Da igual que hayas sido el más grande entre los grandes. No importa que tu fama fuera enorme y tu fortuna infinita. Aquí, frente al golfo de Sorrento, envuelto por la voz de Pavarotti, todo parece pequeño. Todo es pequeño.

Muchos publicitarios, muchas agencias, muchos anunciantes... muchos jurados, fueron los que se quedaron en una terraza como aquella, esperando en vano que la estela que se alejaba diese la vuelta. Pero ya el universo de la publicidad del siglo XX se había hecho pequeño. El mar era cada vez más grande, la sangre cada vez más líquida en las venas... y la cadena tenía innumerables eslabones.
No es eso lo grave, pensaron algunos que lo vieron claro, mientras el rastro de espuma dejaba una línea de diamantes sobre las aguas, sino que quienes debieran estar a la vanguardia de la creatividad no se den cuenta de que el mundo está cambiando y no sean capaces de ver estelas de platino en los caminos marinos y aéreos que unen lugares tan distantes como, por ejemplo, Canarias y Reykjavik.

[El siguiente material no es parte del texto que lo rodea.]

#[cfg(test)]
mod tests {
    use super::*;
    use crate::common::docker::fake::{samples, FakeEngine};
    use std::sync::Arc;

    const FULL_ID: &str = "abc123def4567890aaaabbbbccccdddd";

    fn service(fake: FakeEngine) -> (Arc<FakeEngine>, EngineService) {
        let fake = Arc::new(fake);
        (fake.clone(), EngineService::new(fake))
    }

    #[tokio::test]
    async fn test_remove_exited_container_by_short_id() {
        let (fake, service) = service(
            FakeEngine::new().with_containers(vec![samples::container(FULL_ID, "web", "exited")]),
        );
        service.remove_container("abc123", false).await.unwrap();
        assert!(fake
            .calls()
            .contains(&format!("remove_container {} force=false", FULL_ID)));
    }

    #[tokio::test]
    async fn test_remove_refuses_container_that_started_running() {
        let (fake, service) = service(
            FakeEngine::new().with_containers(vec![samples::container(FULL_ID, "web", "running")]),
        );
        let err = service.remove_container("abc123", false).await.unwrap_err();
        assert!(OctoError::is_state_changed(&err));
        assert!(!fake.called("remove_container"));
    }

    #[tokio::test]
    async fn test_remove_vanished_container_is_not_found() {
        let (fake, service) = service(FakeEngine::new().with_containers(vec![]));
        let err = service.remove_container("abc123", false).await.unwrap_err();
        assert!(OctoError::is_not_found(&err));
        assert!(!fake.called("remove_container"));
    }

    #[tokio::test]
    async fn test_force_skips_state_check() {
        let (fake, service) = service(
            FakeEngine::new().with_containers(vec![samples::container(FULL_ID, "web", "running")]),
        );
        service.remove_container("abc123", true).await.unwrap();
        assert!(!fake.called("list_containers"));
        assert!(fake.called("remove_container abc123 force=true"));
    }

    #[test]
    fn test_find_container_prefers_exact_and_rejects_ambiguous_prefix() {
        let containers: Vec<Container> = vec![
            samples::container("abc111", "first", "exited"),
            samples::container("abc222", "abc", "exited"),
        ]
        .into_iter()
        .map(container_from)
        .collect();
        assert_eq!(find_container(containers.clone(), "abc").unwrap().id, "abc222");
        assert_eq!(find_container(containers.clone(), "/first").unwrap().id, "abc111");
        assert_eq!(find_container(containers.clone(), "abc1").unwrap().id, "abc111");
        assert!(find_container(containers, "ab").is_err());
    }

    #[test]
    fn test_find_image_rejects_ambiguous_prefix() {
        let images = vec![
            samples::image("sha256:abc1110000000000", &["one:v1"], 10, 0),
            samples::image("sha256:abc2220000000000", &["two:latest"], 10, 0),
        ];
        let err = find_image(images.clone(), "abc").unwrap_err();
        assert!(OctoError::is_not_found(&err));

        let by_prefix = find_image(images.clone(), "abc1").unwrap();
        assert_eq!(by_prefix.reference, "sha256:abc1110000000000");
        assert!(!by_prefix.by_tag());

        let by_tag = find_image(images.clone(), "two").unwrap();
        assert_eq!(by_tag.reference, "two:latest");
        assert!(by_tag.by_tag());

        let by_full_id = find_image(images, "abc2220000000000").unwrap();
        assert_eq!(by_full_id.image.id, "sha256:abc2220000000000");
    }

    #[tokio::test]
    async fn test_remove_image_resolves_through_lookup() {
        let (fake, service) = service(FakeEngine::new().with_images(vec![
            samples::image("sha256:abc1110000000000", &["one:v1"], 10, 0),
            samples::image("sha256:abc2220000000000", &["two:latest"], 10, 0),
        ]));
        service.remove_image("abc2", false).await.unwrap();
        service.remove_image("one:v1", true).await.unwrap();
        assert!(fake.called("remove_image sha256:abc2220000000000 force=false"));
        assert!(fake.called("remove_image one:v1 force=true"));

        let err = service.remove_image("abc", false).await.unwrap_err();
        assert!(OctoError::is_not_found(&err));
        assert_eq!(
            fake.calls().iter().filter(|c| c.starts_with("remove_image")).count(),
            2
        );
    }

    #[tokio::test]
    async fn test_prune_volumes_includes_named_volumes() {
        let (fake, service) = service(
            FakeEngine::new().with_volumes(vec![samples::volume("data"), samples::volume("cache")]),
        );
        let preview = service.prune_volumes_dry_run().await.unwrap();
        assert_eq!(preview.resources.len(), 2);

        service.prune_volumes().await.unwrap();
        assert!(fake.called(r#"prune_volumes [("all", ["true"])]"#));
    }

    #[tokio::test]
    async fn test_remove_system_network_refused() {
        let (fake, service) = service(
            FakeEngine::new().with_networks(vec![samples::network("n1", "bridge", 0)]),
        );
        for target in ["bridge", "n1"] {
            let err = service.remove_network(target).await.unwrap_err();
            assert!(matches!(
                err.downcast_ref::<OctoError>(),
                Some(OctoError::SystemNetwork { .. })
            ));
        }
        assert!(!fake.called("remove_network"));
    }

    #[tokio::test]
    async fn test_remove_network_by_name_uses_full_id() {
        let (fake, service) = service(
            FakeEngine::new().with_networks(vec![samples::network("f00d1234", "app_default", 0)]),
        );
        service.remove_network("app_default").await.unwrap();
        assert!(fake.called("remove_network f00d1234"));
    }

    #[tokio::test]
    async fn test_image_prune_filter_inversion() {
        let (fake, service) = service(FakeEngine::new().on_prune(|_| Ok(512)));
        assert_eq!(service.prune_images(true).await.unwrap(), 512);
        service.prune_images(false).await.unwrap();
        let calls = fake.calls();
        assert_eq!(calls[0], r#"prune_images [("dangling", ["false"])]"#);
        assert_eq!(calls[1], r#"prune_images [("dangling", ["true"])]"#);
    }

    #[tokio::test]
    async fn test_network_prune_skips_when_only_system_networks() {
        let (fake, service) = service(FakeEngine::new().with_networks(vec![
            samples::network("n1", "bridge", 0),
            samples::network("n2", "host", 0),
            samples::network("n3", "none", 0),
            samples::network("n4", "busy", 2),
        ]));
        service.prune_networks().await.unwrap();
        assert!(!fake.called("prune_networks"));
    }

    #[tokio::test]
    async fn test_network_prune_runs_with_targets() {
        let (fake, service) = service(FakeEngine::new().with_networks(vec![
            samples::network("n1", "bridge", 0),
            samples::network("n5", "stale", 0),
        ]));
        service.prune_networks().await.unwrap();
        assert!(fake.called("prune_networks"));
    }

    #[tokio::test]
    async fn test_lifecycle_resolves_short_id() {
        let (fake, service) = service(
            FakeEngine::new().with_containers(vec![samples::container(FULL_ID, "web", "exited")]),
        );
        service.start_container("abc123").await.unwrap();
        service.stop_container("web").await.unwrap();
        service.restart_container(FULL_ID).await.unwrap();
        assert!(fake.called(&format!("start_container {}", FULL_ID)));
        assert!(fake.called(&format!("stop_container {}", FULL_ID)));
        assert!(fake.called(&format!("restart_container {}", FULL_ID)));

        let err = service.start_container("missing").await.unwrap_err();
        assert!(OctoError::is_not_found(&err));
    }

    #[tokio::test]
    async fn test_engine_errors_pass_through() {
        let (_, service) = service(FakeEngine::new().on_remove(|(_, target, _)| {
            Err(anyhow!(OctoError::EngineReject {
                status: 409,
                message: format!("volume {} is in use", target),
            }))
        }));
        let err = service.remove_volume("data", false).await.unwrap_err();
        assert!(err.to_string().contains("volume data is in use"));
    }
}
//! # Octo Core Infrastructure
//!
//! File: cli/src/core/mod.rs
//!
//! ## Overview
//!
//! Foundational pieces shared by every command and by the log viewer:
//! - `config`: configuration loading, env overrides and validation
//! - `error`: the `OctoError` kinds and the crate-wide `Result` alias
//!
//! ```rust
//! use crate::core::config; // For loading configuration
//! use crate::core::error::{OctoError, Result}; // For error handling
//! ```
//!
pub mod config;
pub mod error;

Se me ocurren varios nombres de viejos poetas, músicos... y publicitarios que podrían protagonizar la escena que describe Lucio Dalla. Pero, por encima de todos, hay uno que se me viene a la cabeza en un día como hoy. Ya lo imagino, con su pelo blanco al viento, iluminado por la luz de la luna que acaba de aparecer tras una nube y la mirada perdida en el Vesubio, ese volcán silenciado por los prejuicios, que está deseando explotar en algún corazón dormido.
A la que no soy capaz de ver es a la muchacha de ojos verdes como el mar. No, no veo sus ojos mirándole, così vicini e veri...
Me da la impresión de que el viejo publicitario está solo, abrazado a unos recuerdos lejanos, de oro, plata, bronce y sueños, en los que su gloria se bañaba en otros mares. Ahora mira hacia atrás y ve su vida como la estela de una hélice. Sí, es la vida que se acaba...

En la publicidad todo dura poco. A veces muy poco, poquísimo. Hasta hay cosas tan efímeras que no llegan a durar ni veinte años.